** Opening Extracted material block **
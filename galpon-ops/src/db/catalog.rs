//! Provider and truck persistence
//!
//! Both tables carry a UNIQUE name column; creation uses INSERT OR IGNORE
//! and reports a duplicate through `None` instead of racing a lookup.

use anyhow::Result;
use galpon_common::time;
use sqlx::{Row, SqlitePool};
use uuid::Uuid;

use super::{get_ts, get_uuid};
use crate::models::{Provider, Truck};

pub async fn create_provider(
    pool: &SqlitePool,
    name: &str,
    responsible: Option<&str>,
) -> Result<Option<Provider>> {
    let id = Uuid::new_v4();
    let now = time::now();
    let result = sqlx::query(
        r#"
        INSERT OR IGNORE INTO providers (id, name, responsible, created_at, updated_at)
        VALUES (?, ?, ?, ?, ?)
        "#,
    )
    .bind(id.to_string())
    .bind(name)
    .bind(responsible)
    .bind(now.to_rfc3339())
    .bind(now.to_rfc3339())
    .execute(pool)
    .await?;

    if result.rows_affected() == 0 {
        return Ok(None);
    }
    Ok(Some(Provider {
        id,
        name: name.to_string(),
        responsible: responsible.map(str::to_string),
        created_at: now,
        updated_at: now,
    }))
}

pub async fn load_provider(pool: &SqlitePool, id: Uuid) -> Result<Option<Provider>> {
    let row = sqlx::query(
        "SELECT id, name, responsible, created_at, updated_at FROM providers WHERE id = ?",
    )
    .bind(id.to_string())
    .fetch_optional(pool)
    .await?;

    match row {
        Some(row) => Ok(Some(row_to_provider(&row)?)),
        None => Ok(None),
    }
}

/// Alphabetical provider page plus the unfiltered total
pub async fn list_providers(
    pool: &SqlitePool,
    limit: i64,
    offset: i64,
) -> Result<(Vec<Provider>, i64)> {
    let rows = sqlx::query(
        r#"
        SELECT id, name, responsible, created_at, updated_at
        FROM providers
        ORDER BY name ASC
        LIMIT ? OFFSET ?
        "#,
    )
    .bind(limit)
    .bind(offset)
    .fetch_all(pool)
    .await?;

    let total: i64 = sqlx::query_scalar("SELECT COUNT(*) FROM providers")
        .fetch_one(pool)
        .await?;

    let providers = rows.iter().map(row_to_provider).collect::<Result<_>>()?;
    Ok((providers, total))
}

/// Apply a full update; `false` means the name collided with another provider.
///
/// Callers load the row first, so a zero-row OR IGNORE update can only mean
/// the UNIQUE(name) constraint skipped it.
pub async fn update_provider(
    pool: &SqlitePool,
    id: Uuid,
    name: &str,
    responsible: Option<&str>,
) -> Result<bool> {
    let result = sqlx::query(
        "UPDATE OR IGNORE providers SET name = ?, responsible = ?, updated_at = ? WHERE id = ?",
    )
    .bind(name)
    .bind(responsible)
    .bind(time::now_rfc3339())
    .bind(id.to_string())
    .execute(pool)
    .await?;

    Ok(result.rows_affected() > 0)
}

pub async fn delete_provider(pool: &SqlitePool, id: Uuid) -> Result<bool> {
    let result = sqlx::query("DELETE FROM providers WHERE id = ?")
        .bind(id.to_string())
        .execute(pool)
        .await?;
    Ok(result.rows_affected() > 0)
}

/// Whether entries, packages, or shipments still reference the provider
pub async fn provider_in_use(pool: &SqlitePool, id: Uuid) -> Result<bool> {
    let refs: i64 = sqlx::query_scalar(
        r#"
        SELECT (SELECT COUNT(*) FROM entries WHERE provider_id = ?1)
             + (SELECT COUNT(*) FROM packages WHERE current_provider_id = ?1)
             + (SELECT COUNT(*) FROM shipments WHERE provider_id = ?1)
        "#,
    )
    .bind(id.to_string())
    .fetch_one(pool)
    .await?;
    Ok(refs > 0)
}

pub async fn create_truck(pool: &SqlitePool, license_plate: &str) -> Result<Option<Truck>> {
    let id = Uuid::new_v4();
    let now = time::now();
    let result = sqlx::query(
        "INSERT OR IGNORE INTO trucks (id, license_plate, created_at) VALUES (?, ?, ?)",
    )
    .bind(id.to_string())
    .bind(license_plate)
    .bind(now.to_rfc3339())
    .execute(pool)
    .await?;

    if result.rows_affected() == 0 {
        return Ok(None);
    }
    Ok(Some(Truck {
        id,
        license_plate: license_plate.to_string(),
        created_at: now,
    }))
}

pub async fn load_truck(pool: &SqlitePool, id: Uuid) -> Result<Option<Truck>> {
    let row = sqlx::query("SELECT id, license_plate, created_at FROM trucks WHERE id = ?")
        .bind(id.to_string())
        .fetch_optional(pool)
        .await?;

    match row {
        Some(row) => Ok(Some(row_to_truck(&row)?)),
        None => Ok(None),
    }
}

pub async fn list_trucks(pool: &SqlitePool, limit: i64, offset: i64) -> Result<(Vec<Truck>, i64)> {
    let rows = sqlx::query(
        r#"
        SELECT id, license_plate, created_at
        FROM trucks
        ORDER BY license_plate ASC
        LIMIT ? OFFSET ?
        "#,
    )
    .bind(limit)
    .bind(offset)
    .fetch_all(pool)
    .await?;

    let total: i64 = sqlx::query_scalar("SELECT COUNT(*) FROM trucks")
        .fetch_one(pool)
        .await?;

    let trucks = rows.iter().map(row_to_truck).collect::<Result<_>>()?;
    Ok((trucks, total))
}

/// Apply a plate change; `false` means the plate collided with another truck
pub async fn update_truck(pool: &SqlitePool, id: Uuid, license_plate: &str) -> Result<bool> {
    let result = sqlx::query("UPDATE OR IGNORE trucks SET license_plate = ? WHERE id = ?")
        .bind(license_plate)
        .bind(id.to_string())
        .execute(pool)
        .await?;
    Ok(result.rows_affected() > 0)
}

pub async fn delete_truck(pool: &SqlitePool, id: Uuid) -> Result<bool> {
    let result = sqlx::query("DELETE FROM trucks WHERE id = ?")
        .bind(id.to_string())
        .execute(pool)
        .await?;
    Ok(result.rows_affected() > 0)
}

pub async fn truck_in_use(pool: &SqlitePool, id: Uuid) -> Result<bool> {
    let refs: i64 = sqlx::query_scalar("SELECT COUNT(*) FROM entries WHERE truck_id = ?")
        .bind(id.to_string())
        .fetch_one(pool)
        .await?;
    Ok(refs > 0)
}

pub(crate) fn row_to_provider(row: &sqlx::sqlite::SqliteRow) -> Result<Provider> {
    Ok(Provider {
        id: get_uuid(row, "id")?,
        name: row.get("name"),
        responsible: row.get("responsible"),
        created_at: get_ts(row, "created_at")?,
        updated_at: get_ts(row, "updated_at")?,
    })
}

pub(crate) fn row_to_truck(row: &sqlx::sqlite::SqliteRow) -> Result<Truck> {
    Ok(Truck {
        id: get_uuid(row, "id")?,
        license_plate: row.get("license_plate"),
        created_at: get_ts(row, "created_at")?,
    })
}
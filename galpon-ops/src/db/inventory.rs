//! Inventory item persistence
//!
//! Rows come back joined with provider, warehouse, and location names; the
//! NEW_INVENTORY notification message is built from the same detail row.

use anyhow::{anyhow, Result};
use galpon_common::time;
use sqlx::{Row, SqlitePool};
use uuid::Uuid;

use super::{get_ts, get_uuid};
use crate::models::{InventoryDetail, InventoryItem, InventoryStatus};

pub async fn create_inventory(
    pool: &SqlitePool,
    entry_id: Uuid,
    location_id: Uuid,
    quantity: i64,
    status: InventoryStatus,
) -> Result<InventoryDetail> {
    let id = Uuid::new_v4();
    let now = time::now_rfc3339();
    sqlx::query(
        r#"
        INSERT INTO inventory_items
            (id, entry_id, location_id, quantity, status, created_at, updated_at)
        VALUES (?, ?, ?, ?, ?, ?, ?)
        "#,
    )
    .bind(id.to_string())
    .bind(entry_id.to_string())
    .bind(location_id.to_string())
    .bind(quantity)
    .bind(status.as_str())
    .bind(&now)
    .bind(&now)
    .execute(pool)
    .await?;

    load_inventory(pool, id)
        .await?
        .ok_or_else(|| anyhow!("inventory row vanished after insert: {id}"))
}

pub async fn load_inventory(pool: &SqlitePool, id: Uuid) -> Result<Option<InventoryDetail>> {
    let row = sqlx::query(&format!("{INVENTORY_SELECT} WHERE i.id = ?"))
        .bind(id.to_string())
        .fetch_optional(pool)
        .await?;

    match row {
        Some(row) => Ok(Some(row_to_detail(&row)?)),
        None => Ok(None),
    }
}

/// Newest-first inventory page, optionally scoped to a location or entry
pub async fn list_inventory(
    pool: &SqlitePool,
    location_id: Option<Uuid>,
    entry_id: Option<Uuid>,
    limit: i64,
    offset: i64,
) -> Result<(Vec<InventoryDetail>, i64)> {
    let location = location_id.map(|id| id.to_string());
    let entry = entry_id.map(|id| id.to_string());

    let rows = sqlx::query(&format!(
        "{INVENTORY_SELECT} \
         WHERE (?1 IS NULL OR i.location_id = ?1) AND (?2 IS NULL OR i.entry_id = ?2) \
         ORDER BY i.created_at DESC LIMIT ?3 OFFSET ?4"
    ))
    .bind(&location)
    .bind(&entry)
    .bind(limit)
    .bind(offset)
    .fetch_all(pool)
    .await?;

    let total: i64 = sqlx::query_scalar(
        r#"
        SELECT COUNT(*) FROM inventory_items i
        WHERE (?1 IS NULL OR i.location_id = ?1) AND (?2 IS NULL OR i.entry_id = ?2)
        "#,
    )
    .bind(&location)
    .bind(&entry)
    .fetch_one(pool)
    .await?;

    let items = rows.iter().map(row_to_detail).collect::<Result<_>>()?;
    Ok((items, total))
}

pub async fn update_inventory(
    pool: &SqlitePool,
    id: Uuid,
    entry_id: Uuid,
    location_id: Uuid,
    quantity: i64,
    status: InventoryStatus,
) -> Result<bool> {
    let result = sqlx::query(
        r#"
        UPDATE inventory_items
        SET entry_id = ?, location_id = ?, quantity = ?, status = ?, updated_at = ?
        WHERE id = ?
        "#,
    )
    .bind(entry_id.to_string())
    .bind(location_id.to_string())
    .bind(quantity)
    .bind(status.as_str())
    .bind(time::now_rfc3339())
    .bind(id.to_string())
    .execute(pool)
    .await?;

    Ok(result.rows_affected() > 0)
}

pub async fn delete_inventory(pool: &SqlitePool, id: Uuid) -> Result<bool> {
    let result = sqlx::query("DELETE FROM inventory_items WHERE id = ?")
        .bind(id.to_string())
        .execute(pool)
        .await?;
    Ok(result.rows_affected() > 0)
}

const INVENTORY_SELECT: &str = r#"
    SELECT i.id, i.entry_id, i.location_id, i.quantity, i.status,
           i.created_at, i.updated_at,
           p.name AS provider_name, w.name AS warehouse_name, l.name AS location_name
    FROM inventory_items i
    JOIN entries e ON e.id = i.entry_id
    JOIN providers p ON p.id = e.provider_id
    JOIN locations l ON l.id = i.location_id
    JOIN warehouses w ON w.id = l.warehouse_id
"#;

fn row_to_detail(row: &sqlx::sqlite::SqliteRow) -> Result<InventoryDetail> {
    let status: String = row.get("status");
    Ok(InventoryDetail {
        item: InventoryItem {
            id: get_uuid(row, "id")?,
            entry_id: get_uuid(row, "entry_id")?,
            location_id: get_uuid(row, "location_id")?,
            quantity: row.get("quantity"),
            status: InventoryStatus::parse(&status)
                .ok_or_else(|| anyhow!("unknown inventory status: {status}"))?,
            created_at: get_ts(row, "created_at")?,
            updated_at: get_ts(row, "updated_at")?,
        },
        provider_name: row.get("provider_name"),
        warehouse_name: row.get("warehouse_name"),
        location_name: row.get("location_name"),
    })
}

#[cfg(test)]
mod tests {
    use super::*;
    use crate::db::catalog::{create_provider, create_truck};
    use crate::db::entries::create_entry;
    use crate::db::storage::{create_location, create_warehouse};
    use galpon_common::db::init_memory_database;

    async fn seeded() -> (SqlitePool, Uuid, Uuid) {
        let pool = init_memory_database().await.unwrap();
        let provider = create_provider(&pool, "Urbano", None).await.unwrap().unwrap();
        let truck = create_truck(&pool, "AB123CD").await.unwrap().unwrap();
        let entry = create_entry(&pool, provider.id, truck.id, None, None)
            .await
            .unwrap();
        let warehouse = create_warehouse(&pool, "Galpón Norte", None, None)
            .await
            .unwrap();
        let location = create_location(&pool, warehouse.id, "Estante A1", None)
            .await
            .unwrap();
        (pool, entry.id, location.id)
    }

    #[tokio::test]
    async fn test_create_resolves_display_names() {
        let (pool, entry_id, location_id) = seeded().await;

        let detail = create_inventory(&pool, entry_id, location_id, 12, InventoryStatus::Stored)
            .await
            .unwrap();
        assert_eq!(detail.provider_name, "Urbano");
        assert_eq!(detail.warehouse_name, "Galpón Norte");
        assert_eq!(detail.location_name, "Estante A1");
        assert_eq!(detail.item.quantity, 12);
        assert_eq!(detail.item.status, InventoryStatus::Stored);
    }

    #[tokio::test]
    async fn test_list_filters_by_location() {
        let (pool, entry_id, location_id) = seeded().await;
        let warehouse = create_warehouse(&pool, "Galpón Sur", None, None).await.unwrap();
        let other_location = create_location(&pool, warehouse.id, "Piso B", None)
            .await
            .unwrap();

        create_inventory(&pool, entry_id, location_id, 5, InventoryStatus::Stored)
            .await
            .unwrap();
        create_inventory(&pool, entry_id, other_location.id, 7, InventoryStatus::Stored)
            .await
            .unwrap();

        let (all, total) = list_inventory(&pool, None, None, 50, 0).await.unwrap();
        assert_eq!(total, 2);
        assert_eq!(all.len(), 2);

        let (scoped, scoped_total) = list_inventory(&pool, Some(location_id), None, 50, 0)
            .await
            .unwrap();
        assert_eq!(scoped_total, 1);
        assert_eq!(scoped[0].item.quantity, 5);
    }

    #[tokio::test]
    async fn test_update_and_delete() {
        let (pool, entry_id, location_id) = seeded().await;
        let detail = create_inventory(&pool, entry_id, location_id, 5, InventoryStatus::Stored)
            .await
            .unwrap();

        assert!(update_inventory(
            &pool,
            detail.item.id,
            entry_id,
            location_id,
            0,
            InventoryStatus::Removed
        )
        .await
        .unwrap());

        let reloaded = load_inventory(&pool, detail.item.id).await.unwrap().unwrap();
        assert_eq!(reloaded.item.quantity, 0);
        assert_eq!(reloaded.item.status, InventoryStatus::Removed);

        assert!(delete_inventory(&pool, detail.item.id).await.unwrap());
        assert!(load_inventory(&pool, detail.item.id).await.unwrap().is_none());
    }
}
** Closing Extracted material block **
_Work to complete:_ From the records above, pick out and copy each line holding the word "with".

_Solution to this task:_
/// Apply a full update; `false` means the name collided with another provider.
/// Apply a plate change; `false` means the plate collided with another truck
//! Rows come back joined with provider, warehouse, and location names; the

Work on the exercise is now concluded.